→ Your instructions
Both the line below containing "repository e1b4369fba7ca267" and the line containing "0x06aa0, // 1950..=1959", along with every line between them, should be repeated exactly; no other line belongs in the answer.

→ Dataset items

Content starts

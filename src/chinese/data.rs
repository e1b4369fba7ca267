//! 农历年表数据
//!
//! 每年一个压缩整数，位布局如下（低位在右）：
//!
//! | 位 | 含义 |
//! |----|------|
//! | `0..=3` | 闰月序号，`0` 表示无闰月 |
//! | `4..=15` | 正月至十二月的大小，最高位为正月；`1` 为大月（30 日），`0` 为小月（29 日） |
//! | `16` | 闰月大小，`1` 为 30 日，`0` 为 29 日；无闰月时不用 |
//!
//! 例如 1900 年的 `0x04bd8`，二进制为 `0 0100 1011 1101 1000`：低四位为 8，即闰八月；
//! 第 16 位为 0，闰月 29 日；正月至十二月依次为 `0100 1011 1101`。
//!
//! 全年日数为 `12 × 29`，加上大月个数，再加上闰月日数。

use super::{FIRST_YEAR, LAST_YEAR, Month, check_year};
use crate::error::Error;

/// 1900–2100 年农历年表，下标为 `year - 1900`。
static LUNAR_INFO: [u32; (LAST_YEAR - FIRST_YEAR + 1) as usize] = [
    0x04bd8, 0x04ae0, 0x0a570, 0x054d5, 0x0d260, 0x0d950, 0x16554, 0x056a0, 0x09ad0, 0x055d2, // 1900..=1909
    0x04ae0, 0x0a5b6, 0x0a4d0, 0x0d250, 0x1d255, 0x0b540, 0x0d6a0, 0x0ada2, 0x095b0, 0x14977, // 1910..=1919
    0x04970, 0x0a4b0, 0x0b4b5, 0x06a50, 0x06d40, 0x1ab54, 0x02b60, 0x09570, 0x052f2, 0x04970, // 1920..=1929
    0x06566, 0x0d4a0, 0x0ea50, 0x06e95, 0x05ad0, 0x02b60, 0x186e3, 0x092e0, 0x1c8d7, 0x0c950, // 1930..=1939
    0x0d4a0, 0x1d8a6, 0x0b550, 0x056a0, 0x1a5b4, 0x025d0, 0x092d0, 0x0d2b2, 0x0a950, 0x0b557, // 1940..=1949
    0x06ca0, 0x0b550, 0x15355, 0x04da0, 0x0a5b0, 0x14573, 0x052b0, 0x0a9a8, 0x0e950, 0x06aa0, // 1950..=1959
    0x0aea6, 0x0ab50, 0x04b60, 0x0aae4, 0x0a570, 0x05260, 0x0f263, 0x0d950, 0x05b57, 0x056a0, // 1960..=1969
    0x096d0, 0x04dd5, 0x04ad0, 0x0a4d0, 0x0d4d4, 0x0d250, 0x0d558, 0x0b540, 0x0b6a0, 0x195a6, // 1970..=1979
    0x095b0, 0x049b0, 0x0a974, 0x0a4b0, 0x0b27a, 0x06a50, 0x06d40, 0x0af46, 0x0ab60, 0x09570, // 1980..=1989
    0x04af5, 0x04970, 0x064b0, 0x074a3, 0x0ea50, 0x06b58, 0x055c0, 0x0ab60, 0x096d5, 0x092e0, // 1990..=1999
    0x0c960, 0x0d954, 0x0d4a0, 0x0da50, 0x07552, 0x056a0, 0x0abb7, 0x025d0, 0x092d0, 0x0cab5, // 2000..=2009
    0x0a950, 0x0b4a0, 0x0baa4, 0x0ad50, 0x055d9, 0x04ba0, 0x0a5b0, 0x15176, 0x052b0, 0x0a930, // 2010..=2019
    0x07954, 0x06aa0, 0x0ad50, 0x05b52, 0x04b60, 0x0a6e6, 0x0a4e0, 0x0d260, 0x0ea65, 0x0d530, // 2020..=2029
    0x05aa0, 0x076a3, 0x096d0, 0x04afb, 0x04ad0, 0x0a4d0, 0x1d0b6, 0x0d250, 0x0d520, 0x0dd45, // 2030..=2039
    0x0b5a0, 0x056d0, 0x055b2, 0x049b0, 0x0a577, 0x0a4b0, 0x0aa50, 0x1b255, 0x06d20, 0x0ada0, // 2040..=2049
    0x14b63, 0x09370, 0x049f8, 0x04970, 0x064b0, 0x168a6, 0x0ea50, 0x06b20, 0x1a6c4, 0x0aae0, // 2050..=2059
    0x0a2e0, 0x0d2e3, 0x0c960, 0x0d557, 0x0d4a0, 0x0da50, 0x05d55, 0x056a0, 0x0a6d0, 0x055d4, // 2060..=2069
    0x052d0, 0x0a9b8, 0x0a950, 0x0b4a0, 0x0b6a6, 0x0ad50, 0x055a0, 0x0aba4, 0x0a5b0, 0x052b0, // 2070..=2079
    0x0b273, 0x06930, 0x07337, 0x06aa0, 0x0ad50, 0x14b55, 0x04b60, 0x0a570, 0x054e4, 0x0d160, // 2080..=2089
    0x0e968, 0x0d520, 0x0daa0, 0x16aa6, 0x056d0, 0x04ae0, 0x0a9d4, 0x0a2d0, 0x0d150, 0x0f252, // 2090..=2099
    0x0d520, // 2100
];

/// 一个农历年的月份信息，由年表中的压缩整数解码而得。
///
/// 解码只依赖该整数，同一年反复解码结果相同。
///
/// # 用例
///
/// ```
/// use chinese_days::chinese::{Month::*, YearInfo};
///
/// let info = YearInfo::get(2023).unwrap();
/// assert_eq!(Some(2), info.leap_month());
/// assert_eq!(Some(29), info.leap_month_days());
/// assert_eq!(384, info.days());
/// ```
#[derive(Debug, Copy, Clone, Eq, PartialEq, Hash)]
pub struct YearInfo {
    /// 农历年份
    pub year: i32,
    leap_month: Option<u32>,
    leap_month_days: u32,
    /// 第 11 位为正月，第 0 位为十二月
    big_months: u16,
    days: u32,
}

impl YearInfo {
    /// 取得农历 `year` 年的月份信息。
    ///
    /// 年份不在 1900..=2100 时返回 [`Error::YearOutOfRange`]。
    pub fn get(year: i32) -> Result<Self, Error> {
        check_year(year)?;
        Ok(Self::of(year))
    }

    /// 取得月份信息，调用方须保证 `year` 在 1900..=2100 之间。
    pub(crate) fn of(year: i32) -> Self {
        Self::decode(year, LUNAR_INFO[(year - FIRST_YEAR) as usize])
    }

    /// 解码压缩整数。
    pub fn decode(year: i32, code: u32) -> Self {
        let leap_month = match code & 0xf {
            0 => None,
            m => Some(m),
        };
        let leap_month_days = match leap_month {
            Some(_) if code & 0x10000 != 0 => 30,
            Some(_) => 29,
            None => 0,
        };
        let big_months = ((code >> 4) & 0xfff) as u16;
        let days = 12 * 29 + big_months.count_ones() + leap_month_days;
        Self {
            year,
            leap_month,
            leap_month_days,
            big_months,
            days,
        }
    }

    /// 闰月序号，无闰月时为 `None`。
    pub fn leap_month(&self) -> Option<u32> {
        self.leap_month
    }
    /// 闰月日数（29 或 30），无闰月时为 `None`。
    pub fn leap_month_days(&self) -> Option<u32> {
        self.leap_month.map(|_| self.leap_month_days)
    }
    /// 平月 `month`（`1..=12`）的日数。
    ///
    /// # Panics
    ///
    /// 若月序号不在 `1..=12` 间则 panic。
    pub fn month_days(&self, month: u32) -> u32 {
        assert!((1..=12).contains(&month), "month {} not in 1..=12", month);
        29 + u32::from(self.big_months >> (12 - month) & 1)
    }
    /// 指定月的日数，闰月须与该年闰月序号相符，否则返回 `None`。
    pub fn days_of(&self, month: Month) -> Option<u32> {
        match month {
            Month::Common(m) if (1..=12).contains(&m) => Some(self.month_days(m)),
            Month::Leap(m) if self.leap_month == Some(m) => Some(self.leap_month_days),
            _ => None,
        }
    }
    /// 全年日数（353–385）。
    pub fn days(&self) -> u32 {
        self.days
    }

    /// 按时间顺序列出全年各月及其日数，闰月紧随同序号的平月之后。
    ///
    /// # 用例
    ///
    /// ```
    /// use chinese_days::chinese::{Month::*, YearInfo};
    ///
    /// let info = YearInfo::get(2001).unwrap();
    /// let months: Vec<_> = info.slots().map(|(m, _)| m).skip(3).take(3).collect();
    /// assert_eq!(vec![Common(4), Leap(4), Common(5)], months);
    /// ```
    pub fn slots(self) -> impl Iterator<Item = (Month, u32)> {
        (1..=12).flat_map(move |m| {
            let leap = (self.leap_month == Some(m)).then_some((Month::Leap(m), self.leap_month_days));
            std::iter::once((Month::Common(m), self.month_days(m))).chain(leap)
        })
    }
}

#[cfg(test)]
mod tests {
    use super::*;
    use Month::*;

    #[test]
    fn decode_1900() {
        let info = YearInfo::of(1900);
        assert_eq!(Some(8), info.leap_month());
        assert_eq!(Some(29), info.leap_month_days());
        let lens: Vec<_> = (1..=12).map(|m| info.month_days(m)).collect();
        assert_eq!(vec![29, 30, 29, 29, 30, 29, 30, 30, 30, 30, 29, 30], lens);
        assert_eq!(384, info.days());
    }

    #[test]
    fn decode_without_leap() {
        let info = YearInfo::of(2024);
        assert_eq!(None, info.leap_month());
        assert_eq!(None, info.leap_month_days());
        assert_eq!(None, info.days_of(Leap(4)));
        assert_eq!(12, info.slots().count());
    }

    #[test]
    fn leap_month_lengths() {
        for (year, std) in [(2001, (4, 29)), (2020, (4, 29)), (2023, (2, 29)), (2025, (6, 29)), (2033, (11, 29)), (2017, (6, 30))] {
            let info = YearInfo::of(year);
            assert_eq!(Some(std), info.leap_month().zip(info.leap_month_days()), "{year}");
        }
    }

    #[test]
    fn decode_is_pure() {
        for year in FIRST_YEAR..=LAST_YEAR {
            assert_eq!(YearInfo::of(year), YearInfo::of(year));
        }
    }

    #[test]
    fn year_lengths_match_slots() {
        for year in FIRST_YEAR..=LAST_YEAR {
            let info = YearInfo::of(year);
            let total: u32 = info.slots().map(|(_, d)| d).sum();
            assert_eq!(info.days(), total, "{year}");
            assert!((353..=385).contains(&info.days()), "{year}: {}", info.days());
        }
    }

    #[test]
    fn month_lengths_are_29_or_30() {
        for year in FIRST_YEAR..=LAST_YEAR {
            for (month, days) in YearInfo::of(year).slots() {
                assert!(days == 29 || days == 30, "{year} {month:?}: {days}");
            }
        }
    }

    #[test]
    fn at_most_one_leap_slot() {
        for year in FIRST_YEAR..=LAST_YEAR {
            let info = YearInfo::of(year);
            let leaps: Vec<_> = info.slots().filter(|(m, _)| m.is_leap()).collect();
            match info.leap_month() {
                Some(m) => assert_eq!(vec![(Leap(m), info.leap_month_days)], leaps),
                None => assert!(leaps.is_empty()),
            }
        }
    }

    #[test]
    fn get_rejects_out_of_range() {
        assert_eq!(Err(Error::YearOutOfRange { year: 1899 }), YearInfo::get(1899));
        assert_eq!(Err(Error::YearOutOfRange { year: 2101 }), YearInfo::get(2101));
    }
}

Content ends

→ Written reply
repository e1b4369fba7ca267
//! 农历年表数据
//!
//! 每年一个压缩整数，位布局如下（低位在右）：
//!
//! | 位 | 含义 |
//! |----|------|
//! | `0..=3` | 闰月序号，`0` 表示无闰月 |
//! | `4..=15` | 正月至十二月的大小，最高位为正月；`1` 为大月（30 日），`0` 为小月（29 日） |
//! | `16` | 闰月大小，`1` 为 30 日，`0` 为 29 日；无闰月时不用 |
//!
//! 例如 1900 年的 `0x04bd8`，二进制为 `0 0100 1011 1101 1000`：低四位为 8，即闰八月；
//! 第 16 位为 0，闰月 29 日；正月至十二月依次为 `0100 1011 1101`。
//!
//! 全年日数为 `12 × 29`，加上大月个数，再加上闰月日数。

use super::{FIRST_YEAR, LAST_YEAR, Month, check_year};
use crate::error::Error;

/// 1900–2100 年农历年表，下标为 `year - 1900`。
static LUNAR_INFO: [u32; (LAST_YEAR - FIRST_YEAR + 1) as usize] = [
    0x04bd8, 0x04ae0, 0x0a570, 0x054d5, 0x0d260, 0x0d950, 0x16554, 0x056a0, 0x09ad0, 0x055d2, // 1900..=1909
    0x04ae0, 0x0a5b6, 0x0a4d0, 0x0d250, 0x1d255, 0x0b540, 0x0d6a0, 0x0ada2, 0x095b0, 0x14977, // 1910..=1919
    0x04970, 0x0a4b0, 0x0b4b5, 0x06a50, 0x06d40, 0x1ab54, 0x02b60, 0x09570, 0x052f2, 0x04970, // 1920..=1929
    0x06566, 0x0d4a0, 0x0ea50, 0x06e95, 0x05ad0, 0x02b60, 0x186e3, 0x092e0, 0x1c8d7, 0x0c950, // 1930..=1939
    0x0d4a0, 0x1d8a6, 0x0b550, 0x056a0, 0x1a5b4, 0x025d0, 0x092d0, 0x0d2b2, 0x0a950, 0x0b557, // 1940..=1949
    0x06ca0, 0x0b550, 0x15355, 0x04da0, 0x0a5b0, 0x14573, 0x052b0, 0x0a9a8, 0x0e950, 0x06aa0, // 1950..=1959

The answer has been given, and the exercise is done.